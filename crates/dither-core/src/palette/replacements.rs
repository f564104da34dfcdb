//! Post-quantization color substitution.

use std::collections::HashMap;

use super::error::PaletteError;
use crate::color::Rgb;

/// Exact-match color substitution applied after quantization.
///
/// Keys are packed 24-bit colors of the quantized output. The map is a
/// pure post-process: it never feeds back into matching or error
/// diffusion, so swapping colors cannot change the dither pattern.
#[derive(Debug, Clone, Default, PartialEq)]
pub struct ColorReplacementMap {
    map: HashMap<u32, Rgb>,
}

impl ColorReplacementMap {
    pub fn new() -> Self {
        Self::default()
    }

    /// Parse `(from, to)` hex pairs.
    ///
    /// ```
    /// use dither_core::{ColorReplacementMap, Rgb};
    ///
    /// let map = ColorReplacementMap::from_hex_pairs([("#000000", "#112233")]).unwrap();
    /// assert_eq!(map.get(Rgb::BLACK), Some(Rgb::new(0x11, 0x22, 0x33)));
    /// ```
    pub fn from_hex_pairs<I, S>(pairs: I) -> Result<Self, PaletteError>
    where
        I: IntoIterator<Item = (S, S)>,
        S: AsRef<str>,
    {
        let mut map = Self::new();
        for (from, to) in pairs {
            let from = parse(from.as_ref())?;
            let to = parse(to.as_ref())?;
            map.insert(from, to);
        }
        Ok(map)
    }

    /// Register a substitution; a later insert for the same source wins.
    pub fn insert(&mut self, from: Rgb, to: Rgb) {
        self.map.insert(from.key(), to);
    }

    #[inline]
    pub fn get(&self, from: Rgb) -> Option<Rgb> {
        self.map.get(&from.key()).copied()
    }

    #[inline]
    pub fn len(&self) -> usize {
        self.map.len()
    }

    #[inline]
    pub fn is_empty(&self) -> bool {
        self.map.is_empty()
    }

    /// Substitute colors in an RGBA byte buffer in place.
    ///
    /// Only pixels with alpha > 0 are touched, and each pixel is looked up
    /// exactly once, so `a → b` and `b → c` never chain into `a → c`.
    /// Returns the number of substituted pixels.
    pub fn apply(&self, rgba: &mut [u8]) -> usize {
        if self.map.is_empty() {
            return 0;
        }

        let mut replaced = 0;
        for px in rgba.chunks_exact_mut(4) {
            if px[3] == 0 {
                continue;
            }
            if let Some(to) = self.get(Rgb::new(px[0], px[1], px[2])) {
                px[0] = to.r;
                px[1] = to.g;
                px[2] = to.b;
                replaced += 1;
            }
        }
        replaced
    }
}

fn parse(s: &str) -> Result<Rgb, PaletteError> {
    s.parse().map_err(|source| PaletteError::ParseReplacement {
        entry: s.to_string(),
        source,
    })
}

impl FromIterator<(Rgb, Rgb)> for ColorReplacementMap {
    fn from_iter<T: IntoIterator<Item = (Rgb, Rgb)>>(iter: T) -> Self {
        let mut map = Self::new();
        for (from, to) in iter {
            map.insert(from, to);
        }
        map
    }
}

#[cfg(test)]
mod tests {
    use super::*;

    #[test]
    fn test_apply_single_pass() {
        let map: ColorReplacementMap = [
            (Rgb::BLACK, Rgb::WHITE),
            (Rgb::WHITE, Rgb::new(255, 0, 0)),
        ]
        .into_iter()
        .collect();

        let mut pixels = vec![0, 0, 0, 255, 255, 255, 255, 255];
        let replaced = map.apply(&mut pixels);

        assert_eq!(replaced, 2);
        // black -> white, but not further to red
        assert_eq!(&pixels[0..4], &[255, 255, 255, 255]);
        assert_eq!(&pixels[4..8], &[255, 0, 0, 255]);
    }

    #[test]
    fn test_apply_skips_transparent() {
        let mut map = ColorReplacementMap::new();
        map.insert(Rgb::BLACK, Rgb::WHITE);

        let mut pixels = vec![0, 0, 0, 0];
        assert_eq!(map.apply(&mut pixels), 0);
        assert_eq!(pixels, vec![0, 0, 0, 0]);
    }

    #[test]
    fn test_from_hex_pairs_error() {
        let err = ColorReplacementMap::from_hex_pairs([("#000", "nope")]).unwrap_err();
        assert!(matches!(
            err,
            PaletteError::ParseReplacement { ref entry, .. } if entry == "nope"
        ));
    }

    #[test]
    fn test_later_insert_wins() {
        let mut map = ColorReplacementMap::new();
        map.insert(Rgb::BLACK, Rgb::WHITE);
        map.insert(Rgb::BLACK, Rgb::new(1, 2, 3));
        assert_eq!(map.len(), 1);
        assert_eq!(map.get(Rgb::BLACK), Some(Rgb::new(1, 2, 3)));
    }
}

·····

§ **Work instructions**
Wherever the string "entry" occurs in the listing, return the line it sits on.

§ **Response to the exercise**
        entry: s.to_string(),
            PaletteError::ParseReplacement { ref entry, .. } if entry == "nope"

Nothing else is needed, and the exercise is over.